A questioner asked about legislation recently signed into law in the state of Washington allowing for “human composting.” Meilaender said this was an example of one way of saying that “the body doesn’t really matter any longer.” Another questioner asked if in addition to Meilaender’s observations, we should also recognize the presence in death of “an anti-divine power.” The questioner commented that there seems to be a tension between claiming that one will be “at home with the Lord” after death, while death is still an enemy. Today people tend not to think of divine sovereignty in connection with death, in which God overcomes evil, but instead deal with it by “some form of Gnosticism,” denying the importance of the body, or with devastation. Meilaender agreed that death is recognized as the “last enemy” by the apostle Paul.
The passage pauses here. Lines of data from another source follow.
use serde::{Deserialize, Serialize};
use serde_json::Value;

use crate::model::{Id, ID_FIELD};

/// Filter expression understood by every entity store backend
#[derive(Debug, Clone, PartialEq, Serialize, Deserialize)]
#[serde(untagged)]
pub enum FilterExpr {
    /// Logical AND - all conditions must be true. An empty list is always true.
    All { all: Vec<FilterExpr> },
    /// Logical OR - any condition must be true. An empty list is always false.
    Any { any: Vec<FilterExpr> },
    /// Exact equality on a field
    Eq { eq: (FieldPath, Value) },
    /// Set membership: field value is one of the listed values
    In { r#in: (FieldPath, Vec<Value>) },
    /// Unanchored regular expression match on a string field
    Matches { matches: (FieldPath, Pattern) },
}

/// Dotted path to a document field, e.g. `address.city`
#[derive(Debug, Clone, PartialEq, Eq, Serialize, Deserialize)]
#[serde(transparent)]
pub struct FieldPath(pub String);

#[derive(Debug, Clone, PartialEq, Eq, Serialize, Deserialize)]
pub struct Pattern {
    pub regex: String,
    #[serde(default)]
    pub case_insensitive: bool,
}

impl FilterExpr {
    /// The no-op predicate
    pub fn always() -> Self {
        FilterExpr::All { all: Vec::new() }
    }

    pub fn eq(path: &str, value: impl Into<Value>) -> Self {
        FilterExpr::Eq {
            eq: (FieldPath(path.to_string()), value.into()),
        }
    }

    pub fn is_in(path: &str, values: Vec<Value>) -> Self {
        FilterExpr::In {
            r#in: (FieldPath(path.to_string()), values),
        }
    }

    /// Membership of a reference field in a set of ids
    pub fn ref_in(path: &str, ids: &[Id]) -> Self {
        Self::is_in(path, ids.iter().cloned().map(Value::String).collect())
    }

    pub fn id_in(ids: &[Id]) -> Self {
        Self::ref_in(ID_FIELD, ids)
    }

    pub fn matches(path: &str, regex: &str) -> Self {
        FilterExpr::Matches {
            matches: (
                FieldPath(path.to_string()),
                Pattern {
                    regex: regex.to_string(),
                    case_insensitive: false,
                },
            ),
        }
    }

    pub fn matches_ignore_case(path: &str, regex: &str) -> Self {
        FilterExpr::Matches {
            matches: (
                FieldPath(path.to_string()),
                Pattern {
                    regex: regex.to_string(),
                    case_insensitive: true,
                },
            ),
        }
    }

    pub fn any(predicates: Vec<FilterExpr>) -> Self {
        FilterExpr::Any { any: predicates }
    }

    pub fn all(predicates: Vec<FilterExpr>) -> Self {
        FilterExpr::All { all: predicates }
    }
}

/// Accumulates the predicates of a listing request and ANDs them together.
/// Parameters that are absent simply contribute nothing.
#[derive(Debug, Default, Clone)]
pub struct FilterBuilder {
    predicates: Vec<FilterExpr>,
}

impl FilterBuilder {
    pub fn new() -> Self {
        Self::default()
    }

    pub fn and_some<T>(
        mut self,
        value: Option<T>,
        predicate: impl FnOnce(T) -> FilterExpr,
    ) -> Self {
        if let Some(value) = value {
            self.predicates.push(predicate(value));
        }
        self
    }

    pub fn build(self) -> FilterExpr {
        FilterExpr::All {
            all: self.predicates,
        }
    }
}

#[cfg(test)]
mod tests {
    use super::*;
    use serde_json::json;

    #[test]
    fn absent_parameters_contribute_nothing() {
        let role: Option<&str> = None;
        let ids: Option<Vec<Id>> = Some(vec!["a".to_string()]);

        let filter = FilterBuilder::new()
            .and_some(role, |role| FilterExpr::eq("role", role))
            .and_some(ids, |ids| FilterExpr::id_in(&ids))
            .build();

        assert_eq!(
            filter,
            FilterExpr::all(vec![FilterExpr::is_in("_id", vec![json!("a")])])
        );
    }

    #[test]
    fn serializes_to_readable_json() {
        let filter = FilterExpr::all(vec![
            FilterExpr::eq("periode", "morning"),
            FilterExpr::matches_ignore_case("title", "gmail"),
        ]);
        let json = serde_json::to_value(&filter).unwrap();
        assert_eq!(
            json,
            json!({"all": [
                {"eq": ["periode", "morning"]},
                {"matches": ["title", {"regex": "gmail", "case_insensitive": true}]}
            ]})
        );
        let back: FilterExpr = serde_json::from_value(json).unwrap();
        assert_eq!(back, filter);
    }
}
As to whether Christians should speak of death positively or negatively, he believes that there are times when one is “more appropriately … said than the other.” Another questioner suggested that the caregiving of those who are dying allows us to “hold in tension” mourning at the unnaturalness of death, while embracing the hope of resurrection. While he expressed some caution, Meilaender said that (presumably at least in our current state) death is a natural part of life, yet for a Christian there must be hope. There is no “formula” for knowing when to say what, he indicated.
Following up Meilaender’s presentation, Paul Hinlicky of Roanoke College related his own personal experience as a victim of a stroke, and his brush with death. He related that he fell on a staircase when his stroke occurred, striking his jaw on a handrail. Disoriented, he experienced “cognitive dissonance.” He remembered with some emotion the special care given to him and his loved ones by friends. “I was not forsaken,” he said. This gave him some answer to the question posed by the conference, “What’s the good of humanity?” But evidently knowing he had suffered a stroke and possible brain damage, another question came “What good am I now?” He said that “throughout the ordeal, I had no fear of death for my own sake. Rather my thoughts went immediately to the suffering that my untimely death would cause my loved ones.” While we live first of all for the Lord, we also live for our fellow man. Although recognizing death as an evil and an enemy, it is answered for the individual Christian personally by the hope of the resurrection. We have a strong incentive to live as long as possible in the duty and joy of participation and support in the “beloved community.”